At the soldiers’ trial in July 1948 it was revealed that the transport arrangements had been entrusted to Arie Jippes, an inexperienced soldier in the Marine Brigade who’d never had an operational role. He was suddenly given the job, papers thrust into his hands, just as he was leaving Java at the end of his service.

Dutch author Ad van Liempt wrote that Jippes’ ‘guilt never left him .. and ruined his life’.  He was sentenced to two months in jail.  His commander was never prosecuted.

However in Pakisadji, close to Malang, three Dutch soldiers who refused to take retaliatory action against Indonesians on moral grounds were jailed for more than two years.

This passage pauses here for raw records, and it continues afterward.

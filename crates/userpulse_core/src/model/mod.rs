//! Domain model for profile and presentation settings.
//!
//! # Responsibility
//! - Define canonical data structures used by core business logic.
//! - Keep storage codes for language/theme in one place.
//!
//! # Invariants
//! - `language` and `themeMode` storage codes are closed enums here; no other
//!   module parses or formats them.

pub mod profile;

Six students from Petra University in Surabaya directed by graphic arts graduate Sherly Jessica have produced three You Tube videos about the tragedy.

These have helped rekindle local interest. Last year (2012) a group of students in Bondowoso re-enacted the tragedy in a bid to keep the memory of the men alive and to inaugurate Gerbong Maut Day.

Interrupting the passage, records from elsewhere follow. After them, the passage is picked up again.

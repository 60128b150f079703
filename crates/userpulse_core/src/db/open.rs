//! Connection bootstrap utilities for SQLite.
//!
//! # Responsibility
//! - Open file or in-memory SQLite connections.
//! - Configure connection pragmas required by core behavior.
//! - Trigger schema migrations before returning a usable connection.
//!
//! # Invariants
//! - Returned connections have `foreign_keys=ON`.
//! - Returned connections have migrations fully applied.

use super::migrations::apply_migrations;
use super::DbResult;
use log::{error, info};
use rusqlite::Connection;
use std::path::Path;
use std::time::{Duration, Instant};

/// Opens the preference database file and applies all pending migrations.
///
/// # Side effects
/// - Emits `db_open` logging events with duration and status.
pub fn open_db(path: impl AsRef<Path>) -> DbResult<Connection> {
    let started_at = Instant::now();
    info!("event=db_open module=db status=start mode=file");

    let conn = Connection::open(path).map_err(|err| {
        error!(
            "event=db_open module=db status=error mode=file duration_ms={} error_code=db_open_failed error={}",
            started_at.elapsed().as_millis(),
            err
        );
        err
    })?;

    finish_open(conn, started_at, "file")
}

/// Opens an in-memory preference database and applies all pending migrations.
///
/// Used by tests and ephemeral sessions; contents vanish on drop.
pub fn open_db_in_memory() -> DbResult<Connection> {
    let started_at = Instant::now();
    info!("event=db_open module=db status=start mode=memory");

    let conn = Connection::open_in_memory().map_err(|err| {
        error!(
            "event=db_open module=db status=error mode=memory duration_ms={} error_code=db_open_failed error={}",
            started_at.elapsed().as_millis(),
            err
        );
        err
    })?;

    finish_open(conn, started_at, "memory")
}

fn finish_open(mut conn: Connection, started_at: Instant, mode: &str) -> DbResult<Connection> {
    match bootstrap_connection(&mut conn) {
        Ok(()) => {
            info!(
                "event=db_open module=db status=ok mode={mode} duration_ms={}",
                started_at.elapsed().as_millis()
            );
            Ok(conn)
        }
        Err(err) => {
            error!(
                "event=db_open module=db status=error mode={mode} duration_ms={} error_code=db_bootstrap_failed error={}",
                started_at.elapsed().as_millis(),
                err
            );
            Err(err)
        }
    }
}

fn bootstrap_connection(conn: &mut Connection) -> DbResult<()> {
    conn.execute_batch("PRAGMA foreign_keys = ON;")?;
    conn.busy_timeout(Duration::from_secs(5))?;
    apply_migrations(conn)?;
    Ok(())
}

Ms Jessica said her team had tried to locate the three wagons.  Remnants of one have been found in the Gedung Juang Surabaya museum scrap yard.  It hasn’t been displayed because its authenticity has been questioned. 

Another is in the Brawijaya Army Museum in Malang, and reasonably well preserved, though not treated with respect as visitors are allowed to climb over the exhibit.  This is believed to be the newest box car, so may be the one where all the men died because the planks would have made an airtight fit.

The other is missing, though there are rumors it’s in Solo. Ms Jessica said the one used for a statue in Bondowoso (described by Dutch academic Dr Gerben Nooteboom, who did field work in the area, as a ‘pathetic monument made from blackened brass’), is a replica.

“We went to Bondowoso and interviewed a few people, but they kept silent,” Ms Jessica said. “The people said it was a secret that they couldn’t tell to strangers.

“It’s my belief that there are still some untold stories, yet to be discovered regarding the wagons and their connection with the prison.

“We as the young and caring generation of Indonesia want to bring this Gerbong Maut tragedy to a whole new level.

“We want to make our own generation – and future generations to come, to know the truth and learn from it.